Except for the magnificent lobby, the design and decoration of the working section is generally plain and simple, while the art museum’s section (from the fourth floor to the sixth) looks sumptuous, decked out with crystal chandeliers and finely crafted copper-coated wooden figures as well as grandly-decorated meeting rooms and parlors, the Xinhua report said.

The construction of the building and interior decorating cost the company more than 93 million yuan (US$15 million), Mr. Lu said, adding that the intention in building the museum was to promote cultural development and highlight the company’s social responsibility.

Established in 1977, Harbin Pharmaceutical Group Sixth Pharm Plant is a subsidiary of state-owned Harbin Pharmaceutical Group Holding Co., which is China’s first publicly listed drug maker. Besides manufacturing drugs, the Sixth Pharm Plant also produces beverages and health food.

It’s still unclear why the pharmaceutical company decorated the plant’s art museum section in such a luxurious style. A spokesman at the company on Friday declined to comment.

The company’s effort to deflect public attention appears to have done little to calm down the anger of the mass.

Chinese newspaper Southeast Press said on Friday in its microblog: “Simple wood-block-printing art doesn’t need an extravagant museum!” An Internet user posting under the name Ttparishilton on Sina Weibo wrote: “As long as Harbin Pharmaceutical Group Sixth Pharm Plant is a state-controlled enterprise, we are allowed to ask with whose money the company realized its art dream and who should have the right to approve the spending of the money.”

Harbin Pharmaceutical is by no means the first government entity in China to invite public scorn by spending lavishly on a building that appears to have little function beyond satisfying leaders’ vanity. As recently as March, a local government in rural Anhui province ignited a firestorm of criticism after its plans for an opulent complex covering nearly 45 acres were revealed online.

In one of the most forehead-smacking examples of government decorating excess, one local environmental protection bureau was discovered in January to have used sidewalk tiles for the blind to create a decorative pattern on either side of the main road leading into its headquarters.

Harbin Pharmaceutical, however, appears to have prompted more than the usual dose of public outrage over such indulgences — a reaction that could be attributed to widespread dissatisfaction in China over the state of the country’s health care system.

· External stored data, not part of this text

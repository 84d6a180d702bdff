//! Authentication API service

use grantflow_http::{Session, SessionStore};

use crate::client::public_client;
use crate::session::BrowserSessionStore;

/// Authentication API service
#[derive(Clone)]
pub struct AuthApiService;

impl AuthApiService {
    /// Create a new auth API service
    pub fn new() -> Self {
        Self
    }

    /// Log in to the self-service portal.
    ///
    /// Returns the session for the caller to dispatch into the auth context,
    /// which persists it.
    pub async fn login(&self, email: String, password: String) -> Result<Session, String> {
        let client = public_client().map_err(|e| format!("Failed to get client: {e}"))?;

        let response = client
            .login(email, password)
            .await
            .map_err(|e| e.to_string())?;

        Ok(Session {
            access_token: response.access,
            refresh_token: response.refresh,
            user: Some(response.user),
        })
    }

    /// Log in to the admin area
    pub async fn admin_login(&self, email: String, password: String) -> Result<Session, String> {
        let client = public_client().map_err(|e| format!("Failed to get client: {e}"))?;

        let response = client
            .admin_login(email, password)
            .await
            .map_err(|e| e.to_string())?;

        Ok(Session {
            access_token: response.access,
            refresh_token: response.refresh,
            user: Some(response.user),
        })
    }

    /// Log out: purely client-side, the tokens are simply discarded
    pub fn logout(&self) {
        BrowserSessionStore::new().clear();
    }
}

impl Default for AuthApiService {
    fn default() -> Self {
        Self::new()
    }
}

It’s unknown how profitable Harbin Pharmaceutical Group Sixth Pharm Plant is. But a research note from China Merchants Securities Co. showed that the country’s more than 100 listed drug makers had an average net profit margin of 10% in the first half of this year, up from 7.7% in 2008. By contrast, Pfizer Inc. had an average 20% net profit margin from 2006 to 2010.

Chinese pharmaceutical makers’ lower net profit margin suggests their operations are less efficient. In fact, complaints about costly medicines have been on the rise in recent years, making the high cost of health care services — along with surging housing prices and education spending — among the biggest source of public discontent in China.

Hospitals all over the country are notorious for padding the bonuses of doctors who prescribe expensive medicines or order up high-tech tests. Data from the Ministry of Health show that around 50% of total health spending is for drug purchases in China, a disproportionately high amount compared to other countries (in Chinese). In the U.S., the figure stands at about 10%.